Even if you don’t require head support for side-lying, it may be useful in this lesson: experiencing some slack in your spine may make some sensations more accessible than dangling your head over your shoulder down to the ground.
It’s mentioned in the recording, but good to repeat here: in side-lying, when you’re eventually asked to lift the ceiling-side knee away from the floor-side knee without rolling backward, don’t let strain build in your outer thigh. That isn’t the power we’re steering you toward. Go smaller, rest more, or adjust your starting position, all so you can learn to distribute effort away from the leg and into the spine and your weight on the floor.
On subsequent listenings, a good experiment might be to start by lying on your right side, and reverse rights and lefts throughout the first parts of the lesson. Once you get your best sense of your bias during the middle of the lesson (the back-lying steps), follow the final side-lying directions even if it’s the same as you did it last time (lie on the side that has your spinal bias facing the ceiling).

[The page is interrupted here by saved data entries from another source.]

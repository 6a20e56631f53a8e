//! Scheduled unblock entries and block duration parsing.

use serde::{Deserialize, Serialize};

use crate::error::{Error, Result};

use super::AppName;

/// A pending unblock obligation: `app,unblock_at` in the schedule log.
#[derive(Debug, Clone, PartialEq, Eq, Serialize, Deserialize)]
#[serde(rename_all = "camelCase")]
pub struct ScheduleEntry {
    /// Application slug.
    pub app: String,
    /// Unix epoch seconds at which the block expires.
    pub unblock_at: i64,
}

impl ScheduleEntry {
    pub fn new(app: &AppName, unblock_at: i64) -> Self {
        Self {
            app: app.slug().to_string(),
            unblock_at,
        }
    }

    /// Whether the entry has expired at `now`.
    pub fn is_due(&self, now: i64) -> bool {
        self.unblock_at <= now
    }

    /// Parse one schedule log line.
    pub fn parse_line(line: &str) -> Result<Self> {
        let corrupt = |reason: &str| Error::ScheduleCorrupt {
            line: line.to_string(),
            reason: reason.to_string(),
        };

        let (app, ts) = line
            .trim()
            .rsplit_once(',')
            .ok_or_else(|| corrupt("missing ',' separator"))?;

        let app = AppName::parse(app).map_err(|_| corrupt("invalid application name"))?;
        let unblock_at: i64 = ts
            .trim()
            .parse()
            .map_err(|_| corrupt("timestamp is not an integer"))?;

        Ok(Self::new(&app, unblock_at))
    }
}

impl std::fmt::Display for ScheduleEntry {
    fn fmt(&self, f: &mut std::fmt::Formatter<'_>) -> std::fmt::Result {
        write!(f, "{},{}", self.app, self.unblock_at)
    }
}

/// Parse a block duration such as `"30s"`, `"10m"`, `"2h"` or `"45"` (seconds).
///
/// Zero and negative durations are rejected: a scheduled unblock must lie in
/// the future.
pub fn parse_duration(s: &str) -> Result<u64> {
    let s = s.trim();
    let (digits, unit) = match s.char_indices().last() {
        Some((i, c)) if c.is_ascii_alphabetic() => (&s[..i], c.to_ascii_lowercase()),
        _ => (s, 's'),
    };

    let multiplier = match unit {
        's' => 1,
        'm' => 60,
        'h' => 3600,
        _ => return Err(Error::InvalidDuration(s.to_string())),
    };

    let value: u64 = digits
        .parse()
        .map_err(|_| Error::InvalidDuration(s.to_string()))?;

    match value.checked_mul(multiplier) {
        Some(secs) if secs > 0 => Ok(secs),
        _ => Err(Error::InvalidDuration(s.to_string())),
    }
}
//! Connection table adapters.
//!
//! Platform-specific implementations of connection enumeration. Both parsers
//! are compiled everywhere so their fixtures run on any host.

#[cfg_attr(not(target_os = "macos"), allow(dead_code))]
mod darwin;

#[cfg_attr(not(target_os = "linux"), allow(dead_code))]
mod linux;

use crate::domain::Connection;
use crate::error::Result;
use crate::ports::ConnectionTablePort;

pub use darwin::DarwinConnections;
pub use linux::LinuxConnections;

/// The connection table for the current platform.
pub struct SystemConnections {
    #[cfg(target_os = "macos")]
    inner: darwin::DarwinConnections,

    #[cfg(target_os = "linux")]
    inner: linux::LinuxConnections,
}

impl SystemConnections {
    /// Create a connection table for the current platform.
    pub fn new() -> Self {
        Self {
            #[cfg(target_os = "macos")]
            inner: darwin::DarwinConnections::new(),

            #[cfg(target_os = "linux")]
            inner: linux::LinuxConnections::new(),
        }
    }
}

impl Default for SystemConnections {
    fn default() -> Self {
        Self::new()
    }
}

impl ConnectionTablePort for SystemConnections {
    #[cfg(any(target_os = "macos", target_os = "linux"))]
    async fn established(&self) -> Result<Vec<Connection>> {
        self.inner.established().await
    }

    #[cfg(not(any(target_os = "macos", target_os = "linux")))]
    async fn established(&self) -> Result<Vec<Connection>> {
        Err(crate::error::Error::UnsupportedPlatform(
            std::env::consts::OS.to_string(),
        ))
    }
}

/// Internal trait for platform-specific implementations.
trait ConnectionSource: Send + Sync {
    fn established(&self) -> impl std::future::Future<Output = Result<Vec<Connection>>> + Send;
}
//! Application layer - Use case services.
//!
//! This module contains the resolvers and stores that the engine composes.
//!
//! Services are designed to be thin orchestrators that:
//! - Accept domain types as inputs
//! - Use ports (traits) for operating system access
//! - Return domain types as outputs

mod activity_log;
mod anchor_store;
mod persistence_store;
mod port_resolver;
mod process_resolver;
pub mod registration;
mod schedule_store;

pub use activity_log::ActivityLog;
pub use anchor_store::AnchorStore;
pub use persistence_store::PersistenceStore;
pub use port_resolver::PortResolver;
pub use process_resolver::ProcessResolver;
pub use schedule_store::{ScheduleCheck, ScheduleStore};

The “people with whom I saw related work being done” discussed at the beginning of the class are small children with developmental challenges who are students of Sheryl Field, the senior Feldenkrais practitioner whose work is the source for this lesson.
We’re directly exploring how our spine organizes our uprightness and movement. It’s easy to think that we interact with the world with our limbs, and it’s true, in the same way a car interacts with the world with its tires, “where the rubber meets the road.” But just like the tires are the end of a sophisticated system of power generation and transmission which starts at the engine, our feet and legs are designed to deliver force and movement generated initially at the spinal level. If you want to tune up a car, you wouldn’t spend all your time on the tires.

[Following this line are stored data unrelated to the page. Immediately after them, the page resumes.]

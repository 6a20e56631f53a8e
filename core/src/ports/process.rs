//! Process table port (interface).

use crate::domain::ProcessEntry;
use crate::error::Result;

/// Port for reading the live process table.
pub trait ProcessTablePort: Send + Sync {
    /// List every running process with its owning uid.
    fn processes(&self) -> impl std::future::Future<Output = Result<Vec<ProcessEntry>>> + Send;
}
//! Logging setup.

use tracing_subscriber::EnvFilter;

/// Environment variable that turns on debug logging.
pub const NETCUT_DEBUG_ENV: &str = "NETCUT_DEBUG";

/// Initialize logging to stderr.
///
/// `RUST_LOG` takes precedence when set; otherwise debug output is enabled by
/// `force_debug` or the `NETCUT_DEBUG` environment variable.
pub fn init_logging(force_debug: bool) {
    let debug_enabled = force_debug || std::env::var_os(NETCUT_DEBUG_ENV).is_some();

    let filter = match std::env::var("RUST_LOG") {
        Ok(directives) if !directives.is_empty() => EnvFilter::new(directives),
        _ => EnvFilter::new(default_directives(debug_enabled)),
    };

    tracing_subscriber::fmt()
        .with_env_filter(filter)
        .with_writer(std::io::stderr)
        .with_target(false)
        .with_level(debug_enabled)
        .without_time()
        .try_init()
        .ok();
}

fn default_directives(debug: bool) -> &'static str {
    if debug {
        "netcut=debug,warn"
    } else {
        "netcut=info,warn"
    }
}
//! Linux connection table implementation using ss.

use std::collections::HashSet;
use std::process::Stdio;

use regex::Regex;
use tokio::process::Command;

use crate::adapters::utils::Utils;
use crate::domain::Connection;
use crate::error::{Error, Result};

use super::ConnectionSource;

/// Linux-specific connection table.
pub struct LinuxConnections;

impl LinuxConnections {
    pub fn new() -> Self {
        Self
    }

    /// Parse ss output into connections.
    ///
    /// Expected ss output format (the state column is omitted when filtering by state):
    /// ```text
    /// 0      0      192.168.1.5:52344     142.250.72.46:443    users:(("chrome",pid=501,fd=23))
    /// ```
    /// A socket shared by several processes lists every owner in `users:(...)`.
    pub(crate) fn parse_ss_output(&self, output: &str) -> Vec<Connection> {
        let mut connections = Vec::new();
        let mut seen: HashSet<(u32, u16)> = HashSet::new();

        let regex = Regex::new(r#"\("(.+?)",pid=(\d+),fd=(\d+)\)"#).unwrap();

        for line in output.lines() {
            if line.is_empty() {
                continue;
            }

            let mut components: Vec<&str> = line.split_whitespace().collect();
            // Older ss releases still print the state column
            if components
                .first()
                .is_some_and(|c| c.parse::<u64>().is_err())
            {
                components.remove(0);
            }
            if components.len() < 5 {
                continue;
            }

            let (local_address, local_port) = match Utils::parse_address(components[2]) {
                Some(endpoint) => endpoint,
                None => continue,
            };

            let users = components[4..].join(" ");
            for caps in regex.captures_iter(&users) {
                let pid: u32 = match caps[2].parse() {
                    Ok(p) => p,
                    Err(_) => continue,
                };

                if !seen.insert((pid, local_port)) {
                    continue;
                }

                connections.push(Connection {
                    pid,
                    process_name: caps[1].to_string(),
                    local_address: local_address.clone(),
                    local_port,
                });
            }
        }

        connections
    }
}

impl Default for LinuxConnections {
    fn default() -> Self {
        Self::new()
    }
}

impl ConnectionSource for LinuxConnections {
    /// List established TCP connections.
    ///
    /// Executes: `ss -Htnp state established`
    ///
    /// Flags explained:
    /// -H, --no-header     Suppress header line
    /// -t, --tcp           display only TCP sockets
    /// -n, --numeric       don't resolve service names
    /// -p, --processes     show process using socket
    async fn established(&self) -> Result<Vec<Connection>> {
        let output = Command::new("/usr/sbin/ss")
            .args(["-Htnp", "state", "established"])
            .stdout(Stdio::piped())
            .stderr(Stdio::null())
            .output()
            .await
            .map_err(|e| Error::CommandFailed(format!("Failed to run ss: {}", e)))?;

        let stdout = String::from_utf8(output.stdout)
            .map_err(|e| Error::ParseError(format!("Invalid UTF-8 in ss output: {}", e)))?;

        Ok(self.parse_ss_output(&stdout))
    }
}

Learning to sense and use your primary spinal bias to your advantage in day-to-day movements is profoundly important work that can lead to significant quality of life improvements. This bias is also introduced and explored near the end of our collection called Lessons for Freeing the Spine, Chest, Shoulders, and Neck.
All vertebrates (including humans) have this natural spinal bias, which means the spine bends a little more pleasantly and fluently toward one side than the other. This isn’t something to be corrected or made symmetrical with the other side; rather we can benefit from learning to sense and harness it as integral to our identity and self-image.

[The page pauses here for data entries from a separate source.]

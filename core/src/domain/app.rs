//! Application name normalization and validation.

use std::sync::OnceLock;

use regex::Regex;
use serde::Serialize;

use crate::error::{Error, Result};

/// Bundle suffix stripped from application names before matching.
const BUNDLE_SUFFIX: &str = ".app";

/// Normalize a process or application name for matching.
///
/// Case-folds and strips a trailing `.app` bundle suffix, so `"Google Chrome.app"`
/// and `"google chrome"` compare equal.
pub fn normalize(name: &str) -> String {
    let lower = name.trim().to_lowercase();
    match lower.strip_suffix(BUNDLE_SUFFIX) {
        Some(stripped) => stripped.trim_end().to_string(),
        None => lower,
    }
}

fn slug_regex() -> &'static Regex {
    static SLUG: OnceLock<Regex> = OnceLock::new();
    SLUG.get_or_init(|| Regex::new(r"^[a-z0-9][a-z0-9._+-]*$").unwrap())
}

/// A validated application name.
///
/// The name is the lookup key for every anchor, persisted entry and schedule
/// line, so it has to be safe to use as a file name and inside a quoted pf
/// anchor name.
#[derive(Debug, Clone, PartialEq, Eq, Hash, Serialize)]
pub struct AppName {
    /// Normalized name used for process matching (e.g. `"google chrome"`).
    matcher: String,
    /// File-safe identity (e.g. `"google-chrome"`).
    slug: String,
}

impl AppName {
    /// Parse and validate a user-supplied application name.
    pub fn parse(raw: &str) -> Result<Self> {
        let invalid = |reason: &str| Error::InvalidAppName {
            name: raw.to_string(),
            reason: reason.to_string(),
        };

        if raw.contains(['/', '\\']) {
            return Err(invalid("path separators are not allowed"));
        }
        if raw.contains("..") {
            return Err(invalid("'..' is not allowed"));
        }
        if raw.chars().any(|c| c.is_control() || c == '"' || c == '\'') {
            return Err(invalid("quotes and control characters are not allowed"));
        }

        let matcher = normalize(raw);
        if matcher.is_empty() {
            return Err(invalid("name is empty"));
        }

        let slug = matcher.split_whitespace().collect::<Vec<_>>().join("-");
        if !slug_regex().is_match(&slug) {
            return Err(invalid("only letters, digits, spaces and . _ + - are allowed"));
        }

        Ok(Self { matcher, slug })
    }

    /// Normalized name used to match against the process table.
    pub fn matcher(&self) -> &str {
        &self.matcher
    }

    /// File-safe identity used for anchor files, persisted copies and the schedule log.
    pub fn slug(&self) -> &str {
        &self.slug
    }

    /// pf anchor name for this application.
    pub fn anchor_name(&self) -> String {
        format!("netcut_{}", self.slug)
    }

    /// Anchor/persisted file name for this application.
    pub fn file_name(&self) -> String {
        format!("{}.conf", self.slug)
    }
}

impl std::fmt::Display for AppName {
    fn fmt(&self, f: &mut std::fmt::Formatter<'_>) -> std::fmt::Result {
        f.write_str(&self.slug)
    }
}

impl std::str::FromStr for AppName {
    type Err = Error;

    fn from_str(s: &str) -> Result<Self> {
        Self::parse(s)
    }
}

This is so important that I’ve even structured this lesson asymmetrically. Once you’ve got your best guess about your own bias, you’ll do most of the rest of the lesson in the side-lying configuration that makes it easiest to harness your sense of your bias and relate it to powering your ceiling-side leg. It’s a powerful whole self organizer, and you may be surprised how you’re not left feeling totally asymmetrical afterwards, or at least not for long.
This lesson is found in Patrons Monthly, our always-growing collection of new lessons (one or more added every month) for Feldenkrais Project Patrons. It’s also in our Walking from Your Spine Deep Dive.
Audio edits are more minimal in this collection (I’ve left in a little before class discussion, for example). I may edit this lesson down further in the future based on your feedback.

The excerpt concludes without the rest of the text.